The villagers, and all the crofters and their families from the township, are gathered among the houses and along the shore. Nearly two hundred of us. We are a pathetic bunch, diminished by the famine and ill-equipped to stand up to a gang of sturdy, well-fed constables and estate workers. But we are fired up with righteous indignation. These are our homes, and this is our land. Our ancestors have lived here since before anyone can remember, and long before any laird thought that his wealth could buy and sell our souls.

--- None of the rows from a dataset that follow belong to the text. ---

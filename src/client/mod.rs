//! Typed client stub for the data-access channels
//!
//! The renderer side never touches channel names or raw payloads; it goes
//! through [`DbClient`], whose namespaced proxies build a [`DbRequest`],
//! push it through the [`Invoke`] seam and unwrap the typed response. The
//! seam is the only messaging primitive, and it is not exposed beyond these
//! methods for data operations.

use crate::bridge::{dispatch, DbRequest, DbResponse};
use crate::db::models::{
    CreateExerciseRequest, CreatePlanRequest, CreateSetRequest, CreateWeekRequest,
    CreateWorkoutRequest, Exercise, Plan, Set, Week, Workout,
};
use crate::db::Database;
use crate::error::{Result, TrainPlanError};

/// Carries one request across the process boundary and brings back the
/// response.
pub trait Invoke {
    fn invoke(&self, request: DbRequest) -> Result<DbResponse>;
}

/// In-process bridge used by tests and headless tooling.
///
/// Round-trips both request and response through JSON so anything that
/// would not survive the real boundary's plain-data marshalling fails here
/// too.
pub struct LocalBridge {
    db: Database,
}

impl LocalBridge {
    pub fn new(db: Database) -> Self {
        Self { db }
    }
}

impl Invoke for LocalBridge {
    fn invoke(&self, request: DbRequest) -> Result<DbResponse> {
        let raw = serde_json::to_value(&request)
            .map_err(|e| TrainPlanError::transport(e.to_string()))?;
        let request: DbRequest =
            serde_json::from_value(raw).map_err(|e| TrainPlanError::transport(e.to_string()))?;

        let response = dispatch(&self.db, request)?;

        let raw = serde_json::to_value(&response)
            .map_err(|e| TrainPlanError::transport(e.to_string()))?;
        serde_json::from_value(raw).map_err(|e| TrainPlanError::transport(e.to_string()))
    }
}

/// Entry point for the renderer-facing API, namespaced by entity.
pub struct DbClient<I: Invoke> {
    invoker: I,
}

impl<I: Invoke> DbClient<I> {
    pub fn new(invoker: I) -> Self {
        Self { invoker }
    }

    pub fn plans(&self) -> Plans<'_, I> {
        Plans { invoker: &self.invoker }
    }

    pub fn weeks(&self) -> Weeks<'_, I> {
        Weeks { invoker: &self.invoker }
    }

    pub fn workouts(&self) -> Workouts<'_, I> {
        Workouts { invoker: &self.invoker }
    }

    pub fn exercises(&self) -> Exercises<'_, I> {
        Exercises { invoker: &self.invoker }
    }

    pub fn sets(&self) -> Sets<'_, I> {
        Sets { invoker: &self.invoker }
    }
}

pub struct Plans<'a, I: Invoke> {
    invoker: &'a I,
}

impl<I: Invoke> Plans<'_, I> {
    pub fn create(&self, request: CreatePlanRequest) -> Result<i64> {
        self.invoker.invoke(DbRequest::PlanCreate(request))?.into_id()
    }

    pub fn get_by_id(&self, id: i64) -> Result<Option<Plan>> {
        self.invoker.invoke(DbRequest::PlanGetById { id })?.into_plan()
    }

    pub fn get_all(&self) -> Result<Vec<Plan>> {
        self.invoker.invoke(DbRequest::PlanGetAll)?.into_plans()
    }

    pub fn update(&self, plan: Plan) -> Result<()> {
        self.invoker.invoke(DbRequest::PlanUpdate(plan))?.into_unit()
    }

    pub fn delete(&self, id: i64) -> Result<()> {
        self.invoker.invoke(DbRequest::PlanDelete { id })?.into_unit()
    }
}

pub struct Weeks<'a, I: Invoke> {
    invoker: &'a I,
}

impl<I: Invoke> Weeks<'_, I> {
    pub fn create(&self, request: CreateWeekRequest) -> Result<i64> {
        self.invoker.invoke(DbRequest::WeekCreate(request))?.into_id()
    }

    pub fn get_by_id(&self, id: i64) -> Result<Option<Week>> {
        self.invoker.invoke(DbRequest::WeekGetById { id })?.into_week()
    }

    pub fn get_by_plan_id(&self, plan_id: i64) -> Result<Vec<Week>> {
        self.invoker
            .invoke(DbRequest::WeekGetByPlanId { plan_id })?
            .into_weeks()
    }

    pub fn update(&self, week: Week) -> Result<()> {
        self.invoker.invoke(DbRequest::WeekUpdate(week))?.into_unit()
    }

    pub fn delete(&self, id: i64) -> Result<()> {
        self.invoker.invoke(DbRequest::WeekDelete { id })?.into_unit()
    }
}

pub struct Workouts<'a, I: Invoke> {
    invoker: &'a I,
}

impl<I: Invoke> Workouts<'_, I> {
    pub fn create(&self, request: CreateWorkoutRequest) -> Result<i64> {
        self.invoker.invoke(DbRequest::WorkoutCreate(request))?.into_id()
    }

    pub fn get_by_id(&self, id: i64) -> Result<Option<Workout>> {
        self.invoker
            .invoke(DbRequest::WorkoutGetById { id })?
            .into_workout()
    }

    pub fn get_by_week_id(&self, week_id: i64) -> Result<Vec<Workout>> {
        self.invoker
            .invoke(DbRequest::WorkoutGetByWeekId { week_id })?
            .into_workouts()
    }

    pub fn update(&self, workout: Workout) -> Result<()> {
        self.invoker
            .invoke(DbRequest::WorkoutUpdate(workout))?
            .into_unit()
    }

    pub fn delete(&self, id: i64) -> Result<()> {
        self.invoker.invoke(DbRequest::WorkoutDelete { id })?.into_unit()
    }
}

pub struct Exercises<'a, I: Invoke> {
    invoker: &'a I,
}

impl<I: Invoke> Exercises<'_, I> {
    pub fn create(&self, request: CreateExerciseRequest) -> Result<i64> {
        self.invoker
            .invoke(DbRequest::ExerciseCreate(request))?
            .into_id()
    }

    pub fn get_by_id(&self, id: i64) -> Result<Option<Exercise>> {
        self.invoker
            .invoke(DbRequest::ExerciseGetById { id })?
            .into_exercise()
    }

    pub fn get_by_workout_id(&self, workout_id: i64) -> Result<Vec<Exercise>> {
        self.invoker
            .invoke(DbRequest::ExerciseGetByWorkoutId { workout_id })?
            .into_exercises()
    }

    pub fn update(&self, exercise: Exercise) -> Result<()> {
        self.invoker
            .invoke(DbRequest::ExerciseUpdate(exercise))?
            .into_unit()
    }

    pub fn delete(&self, id: i64) -> Result<()> {
        self.invoker
            .invoke(DbRequest::ExerciseDelete { id })?
            .into_unit()
    }
}

pub struct Sets<'a, I: Invoke> {
    invoker: &'a I,
}

impl<I: Invoke> Sets<'_, I> {
    pub fn create(&self, request: CreateSetRequest) -> Result<i64> {
        self.invoker.invoke(DbRequest::SetCreate(request))?.into_id()
    }

    pub fn get_by_id(&self, id: i64) -> Result<Option<Set>> {
        self.invoker.invoke(DbRequest::SetGetById { id })?.into_set()
    }

    pub fn get_by_exercise_id(&self, exercise_id: i64) -> Result<Vec<Set>> {
        self.invoker
            .invoke(DbRequest::SetGetByExerciseId { exercise_id })?
            .into_sets()
    }

    pub fn update(&self, set: Set) -> Result<()> {
        self.invoker.invoke(DbRequest::SetUpdate(set))?.into_unit()
    }

    pub fn delete(&self, id: i64) -> Result<()> {
        self.invoker.invoke(DbRequest::SetDelete { id })?.into_unit()
    }
}
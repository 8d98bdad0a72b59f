//! TrainPlan - a desktop training plan manager for coaches
//!
//! This is the main library entry point that sets up and runs the Tauri
//! application. The data-access core (schema, repositories, bridge, client
//! stub) lives in the `db`, `bridge` and `client` modules and has no Tauri
//! dependency of its own.

pub mod bridge;
pub mod client;
mod commands;
pub mod db;
pub mod error;
pub mod logging;
pub mod utils;

use db::Database;

#[cfg_attr(mobile, tauri::mobile_entry_point)]
pub fn run() {
    logging::init();
    tracing::info!("Starting TrainPlan application");

    tauri::Builder::default()
        .setup(|app| {
            use tauri::Manager;

            // Schema creation failure is fatal at startup
            let database = Database::new().expect("Failed to initialize database");
            tracing::info!("Database ready at {}", database.path().display());
            app.manage(database);

            Ok(())
        })
        .invoke_handler(tauri::generate_handler![
            // Data access
            commands::db::db_request,
            // App bar
            commands::window::window_minimize,
            commands::window::window_maximize,
            commands::window::window_close,
            commands::window::send_message,
        ])
        .run(tauri::generate_context!())
        .expect("error while running tauri application");
}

I am resigned to the fight. My heart breaks for Ciorstaidh, but I won’t leave my family. Even though I know this is hopeless. I know, too, that before the day is out I will either be dead or on a ship bound for the New World. But I am not afraid anymore. Just determined.

I feel fear moving like a stranger among the others as our enemies gather on the hill, formidable in their dark anonymity, threatening in their silence. And it is the strangest quiet that has fallen over Baile Mhanais. Without the wind the sea is hushed as if it holds its breath. Not even the plaintive cry of the gulls breaches the still of the late morning.

Two figures detach themselves from the group on the hill and walk down the path towards us. It is not until they are close that I recognise one of them as the factor. The laird’s lackey. His estate manager, Dougal Macaulay. A man universally despised. Because he was once one of us and now does the laird’s bidding. No doubt he thinks that rubbing shoulders with the gentry makes him better than his peers. And you can hear it in his tone as the two men stop no more than a few feet away from the crowd. Me, my mother and my sisters are up there at the front.

He casts a speculative eye over the assembled villagers before he says in Gaelic, ‘This is Mr Jamieson, the Sheriff-Depute.’

Mr Jamieson is a man of average height and build, maybe forty-five or fifty years old. He wears leather boots and a long coat that glistens with myriad tiny droplets of rain. His hat is pulled down low over his brow so that we can barely see his eyes. His voice is strong and carries the confidence of the ruling class, and his breath billows like mist around his head as he speaks in English, a language that 90 per cent or more of the people of the township will not understand.

‘People of Baile Mhanais. I am here to inform you that the notices to quit served upon you fourteen days since have now expired. I ask you for the sake of peace and good order to leave now, or I shall have no option but to sanction your forcible eviction.’ His words might not have been understood, but his tone is.

I feel anger well up inside me. ‘And if someone came, Mr Jamieson, and asked you to leave your home, how would you feel?’